==== GIVEN DATA

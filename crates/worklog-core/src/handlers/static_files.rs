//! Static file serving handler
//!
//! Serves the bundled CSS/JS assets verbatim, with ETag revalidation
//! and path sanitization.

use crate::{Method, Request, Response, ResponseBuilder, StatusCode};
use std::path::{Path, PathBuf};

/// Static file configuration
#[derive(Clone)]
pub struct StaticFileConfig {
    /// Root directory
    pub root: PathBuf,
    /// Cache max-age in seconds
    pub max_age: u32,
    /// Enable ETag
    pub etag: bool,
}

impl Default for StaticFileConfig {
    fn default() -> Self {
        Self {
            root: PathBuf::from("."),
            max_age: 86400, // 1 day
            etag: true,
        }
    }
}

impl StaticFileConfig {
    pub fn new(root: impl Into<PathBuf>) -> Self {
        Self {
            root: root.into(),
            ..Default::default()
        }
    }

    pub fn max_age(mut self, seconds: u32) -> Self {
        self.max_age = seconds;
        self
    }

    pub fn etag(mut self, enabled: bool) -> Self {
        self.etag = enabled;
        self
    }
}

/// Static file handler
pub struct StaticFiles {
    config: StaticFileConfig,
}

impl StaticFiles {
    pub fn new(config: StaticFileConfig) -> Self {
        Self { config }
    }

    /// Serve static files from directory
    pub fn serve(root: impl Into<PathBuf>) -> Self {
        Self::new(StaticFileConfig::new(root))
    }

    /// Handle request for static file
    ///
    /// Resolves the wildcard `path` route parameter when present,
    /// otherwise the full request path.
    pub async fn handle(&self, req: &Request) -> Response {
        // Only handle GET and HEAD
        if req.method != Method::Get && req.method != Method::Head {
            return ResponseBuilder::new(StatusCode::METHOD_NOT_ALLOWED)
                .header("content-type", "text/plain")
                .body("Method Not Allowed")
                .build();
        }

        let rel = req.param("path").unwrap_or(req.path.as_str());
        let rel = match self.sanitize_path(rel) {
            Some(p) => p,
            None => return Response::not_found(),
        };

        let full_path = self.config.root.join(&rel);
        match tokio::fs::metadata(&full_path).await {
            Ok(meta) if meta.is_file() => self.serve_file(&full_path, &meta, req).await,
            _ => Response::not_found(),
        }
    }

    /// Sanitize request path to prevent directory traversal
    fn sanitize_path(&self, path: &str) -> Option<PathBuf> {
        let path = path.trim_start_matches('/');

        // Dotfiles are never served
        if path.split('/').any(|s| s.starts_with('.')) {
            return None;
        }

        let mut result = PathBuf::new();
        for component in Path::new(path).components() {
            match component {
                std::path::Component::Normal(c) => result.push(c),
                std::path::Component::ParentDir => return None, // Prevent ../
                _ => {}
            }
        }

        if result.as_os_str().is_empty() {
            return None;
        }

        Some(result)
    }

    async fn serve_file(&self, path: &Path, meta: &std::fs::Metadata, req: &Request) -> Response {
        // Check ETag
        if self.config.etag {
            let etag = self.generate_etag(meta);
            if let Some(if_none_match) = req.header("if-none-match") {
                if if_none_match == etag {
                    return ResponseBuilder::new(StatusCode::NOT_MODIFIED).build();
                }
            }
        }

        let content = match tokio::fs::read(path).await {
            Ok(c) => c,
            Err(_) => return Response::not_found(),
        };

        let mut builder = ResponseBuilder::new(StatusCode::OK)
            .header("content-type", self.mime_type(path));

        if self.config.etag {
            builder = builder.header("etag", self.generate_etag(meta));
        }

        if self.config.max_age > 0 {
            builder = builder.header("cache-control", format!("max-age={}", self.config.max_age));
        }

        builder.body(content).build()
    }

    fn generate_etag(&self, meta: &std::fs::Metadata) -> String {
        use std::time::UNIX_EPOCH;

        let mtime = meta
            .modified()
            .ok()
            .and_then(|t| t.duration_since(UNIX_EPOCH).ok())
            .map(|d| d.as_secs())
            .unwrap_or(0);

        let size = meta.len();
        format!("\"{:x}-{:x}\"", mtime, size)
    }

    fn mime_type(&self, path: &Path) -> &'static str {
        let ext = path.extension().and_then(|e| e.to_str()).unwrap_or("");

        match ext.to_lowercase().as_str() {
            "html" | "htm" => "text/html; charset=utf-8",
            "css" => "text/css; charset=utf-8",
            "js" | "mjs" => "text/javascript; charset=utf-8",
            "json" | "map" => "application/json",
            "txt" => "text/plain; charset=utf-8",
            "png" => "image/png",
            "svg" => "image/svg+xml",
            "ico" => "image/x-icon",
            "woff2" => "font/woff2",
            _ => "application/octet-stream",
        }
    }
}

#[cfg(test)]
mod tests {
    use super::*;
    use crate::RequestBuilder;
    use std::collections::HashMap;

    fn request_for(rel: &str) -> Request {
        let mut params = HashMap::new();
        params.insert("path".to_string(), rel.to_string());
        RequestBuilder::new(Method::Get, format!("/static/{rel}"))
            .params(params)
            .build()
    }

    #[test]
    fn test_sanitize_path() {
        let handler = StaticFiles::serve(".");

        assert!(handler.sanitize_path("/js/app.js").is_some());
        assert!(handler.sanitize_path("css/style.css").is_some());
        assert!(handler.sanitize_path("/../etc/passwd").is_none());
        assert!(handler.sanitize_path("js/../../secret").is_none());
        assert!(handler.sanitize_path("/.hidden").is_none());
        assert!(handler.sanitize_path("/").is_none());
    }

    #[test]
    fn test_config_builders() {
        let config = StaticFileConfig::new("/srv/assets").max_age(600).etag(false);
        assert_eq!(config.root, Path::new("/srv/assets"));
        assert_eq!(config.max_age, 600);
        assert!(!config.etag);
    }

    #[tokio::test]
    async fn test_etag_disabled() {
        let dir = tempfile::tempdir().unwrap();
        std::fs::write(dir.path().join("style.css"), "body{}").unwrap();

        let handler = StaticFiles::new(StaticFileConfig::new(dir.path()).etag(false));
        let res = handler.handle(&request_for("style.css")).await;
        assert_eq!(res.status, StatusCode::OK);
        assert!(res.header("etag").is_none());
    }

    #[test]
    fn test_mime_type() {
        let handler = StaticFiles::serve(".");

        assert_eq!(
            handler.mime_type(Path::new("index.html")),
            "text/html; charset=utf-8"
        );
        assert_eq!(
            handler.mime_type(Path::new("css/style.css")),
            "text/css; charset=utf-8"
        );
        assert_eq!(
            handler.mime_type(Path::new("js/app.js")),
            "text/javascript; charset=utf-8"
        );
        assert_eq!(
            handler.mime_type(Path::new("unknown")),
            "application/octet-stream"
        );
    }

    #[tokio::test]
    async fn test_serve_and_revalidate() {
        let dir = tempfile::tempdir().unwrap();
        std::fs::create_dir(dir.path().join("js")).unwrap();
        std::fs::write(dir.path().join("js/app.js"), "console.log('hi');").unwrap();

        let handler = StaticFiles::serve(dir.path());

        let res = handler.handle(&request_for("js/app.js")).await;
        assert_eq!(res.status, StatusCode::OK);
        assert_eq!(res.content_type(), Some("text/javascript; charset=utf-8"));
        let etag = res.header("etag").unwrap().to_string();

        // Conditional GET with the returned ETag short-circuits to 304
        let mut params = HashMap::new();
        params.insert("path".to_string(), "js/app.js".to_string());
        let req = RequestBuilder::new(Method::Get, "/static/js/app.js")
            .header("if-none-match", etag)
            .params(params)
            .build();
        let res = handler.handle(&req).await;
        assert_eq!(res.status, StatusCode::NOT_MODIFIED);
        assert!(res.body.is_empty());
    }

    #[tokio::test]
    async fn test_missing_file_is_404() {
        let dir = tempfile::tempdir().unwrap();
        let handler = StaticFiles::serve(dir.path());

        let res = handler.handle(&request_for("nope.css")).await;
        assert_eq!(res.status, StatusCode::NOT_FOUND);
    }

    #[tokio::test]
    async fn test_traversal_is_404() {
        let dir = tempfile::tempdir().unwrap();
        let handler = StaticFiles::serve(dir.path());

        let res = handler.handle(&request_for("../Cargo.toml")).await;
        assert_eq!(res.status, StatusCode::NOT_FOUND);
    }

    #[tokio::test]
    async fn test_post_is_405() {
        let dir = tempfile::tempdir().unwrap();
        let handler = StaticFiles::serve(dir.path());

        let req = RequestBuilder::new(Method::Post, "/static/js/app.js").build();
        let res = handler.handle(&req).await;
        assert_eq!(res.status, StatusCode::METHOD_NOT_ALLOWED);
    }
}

========
==== GIVEN DATA

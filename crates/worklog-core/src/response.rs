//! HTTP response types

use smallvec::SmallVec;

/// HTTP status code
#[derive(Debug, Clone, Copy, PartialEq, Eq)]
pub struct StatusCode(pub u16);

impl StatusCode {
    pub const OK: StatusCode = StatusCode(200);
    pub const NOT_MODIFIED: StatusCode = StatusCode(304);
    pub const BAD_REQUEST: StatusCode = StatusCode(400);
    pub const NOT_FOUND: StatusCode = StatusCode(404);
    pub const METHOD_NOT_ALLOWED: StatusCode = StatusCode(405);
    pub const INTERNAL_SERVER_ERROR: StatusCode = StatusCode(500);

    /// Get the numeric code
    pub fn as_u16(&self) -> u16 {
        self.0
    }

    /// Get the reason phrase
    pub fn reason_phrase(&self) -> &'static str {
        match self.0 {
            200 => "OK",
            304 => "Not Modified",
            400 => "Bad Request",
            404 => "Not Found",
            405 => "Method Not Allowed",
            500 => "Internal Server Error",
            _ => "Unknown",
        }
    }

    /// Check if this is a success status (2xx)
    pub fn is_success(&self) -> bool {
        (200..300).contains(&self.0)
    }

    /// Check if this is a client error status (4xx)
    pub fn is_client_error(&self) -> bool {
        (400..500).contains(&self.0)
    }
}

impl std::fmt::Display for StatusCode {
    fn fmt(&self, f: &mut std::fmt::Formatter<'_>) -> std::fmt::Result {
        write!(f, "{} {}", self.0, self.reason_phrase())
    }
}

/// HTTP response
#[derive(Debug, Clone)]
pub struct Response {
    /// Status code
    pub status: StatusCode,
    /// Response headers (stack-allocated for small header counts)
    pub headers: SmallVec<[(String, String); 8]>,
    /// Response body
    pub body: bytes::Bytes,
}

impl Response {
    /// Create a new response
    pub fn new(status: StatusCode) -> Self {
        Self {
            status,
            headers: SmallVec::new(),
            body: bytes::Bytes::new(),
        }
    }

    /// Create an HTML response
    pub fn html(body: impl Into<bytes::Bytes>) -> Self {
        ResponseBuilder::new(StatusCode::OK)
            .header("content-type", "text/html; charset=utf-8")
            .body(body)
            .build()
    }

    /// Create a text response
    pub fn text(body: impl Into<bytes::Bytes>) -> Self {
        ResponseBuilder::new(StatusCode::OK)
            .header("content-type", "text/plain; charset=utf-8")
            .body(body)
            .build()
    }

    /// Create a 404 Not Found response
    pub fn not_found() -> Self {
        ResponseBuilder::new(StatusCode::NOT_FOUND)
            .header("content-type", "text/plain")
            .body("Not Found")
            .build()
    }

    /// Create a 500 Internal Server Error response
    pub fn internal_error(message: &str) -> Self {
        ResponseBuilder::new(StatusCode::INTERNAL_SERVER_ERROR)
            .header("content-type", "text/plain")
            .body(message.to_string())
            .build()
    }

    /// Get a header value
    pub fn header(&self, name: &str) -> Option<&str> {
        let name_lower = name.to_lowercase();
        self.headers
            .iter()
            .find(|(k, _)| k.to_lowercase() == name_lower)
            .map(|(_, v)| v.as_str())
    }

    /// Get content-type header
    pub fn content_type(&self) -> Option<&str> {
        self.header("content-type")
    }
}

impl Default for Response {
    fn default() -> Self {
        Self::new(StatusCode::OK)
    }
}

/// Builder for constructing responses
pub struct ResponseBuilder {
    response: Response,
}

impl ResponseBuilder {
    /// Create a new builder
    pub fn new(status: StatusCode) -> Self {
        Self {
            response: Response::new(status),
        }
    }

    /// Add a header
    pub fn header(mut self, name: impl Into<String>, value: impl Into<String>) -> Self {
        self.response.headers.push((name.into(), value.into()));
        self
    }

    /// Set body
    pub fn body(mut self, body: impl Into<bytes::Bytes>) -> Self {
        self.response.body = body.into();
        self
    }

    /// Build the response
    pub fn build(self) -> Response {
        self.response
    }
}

========

With the first line being the one containing "filename crates/worklog-core/src/handlers/static_files.rs" and the last line the one containing "Static file configuration", transcribe exactly the lines above that fall in that range.

◆ **TASK RESPONSE**:
filename crates/worklog-core/src/handlers/static_files.rs
//! Static file serving handler
//!
//! Serves the bundled CSS/JS assets verbatim, with ETag revalidation
//! and path sanitization.

use crate::{Method, Request, Response, ResponseBuilder, StatusCode};
use std::path::{Path, PathBuf};

/// Static file configuration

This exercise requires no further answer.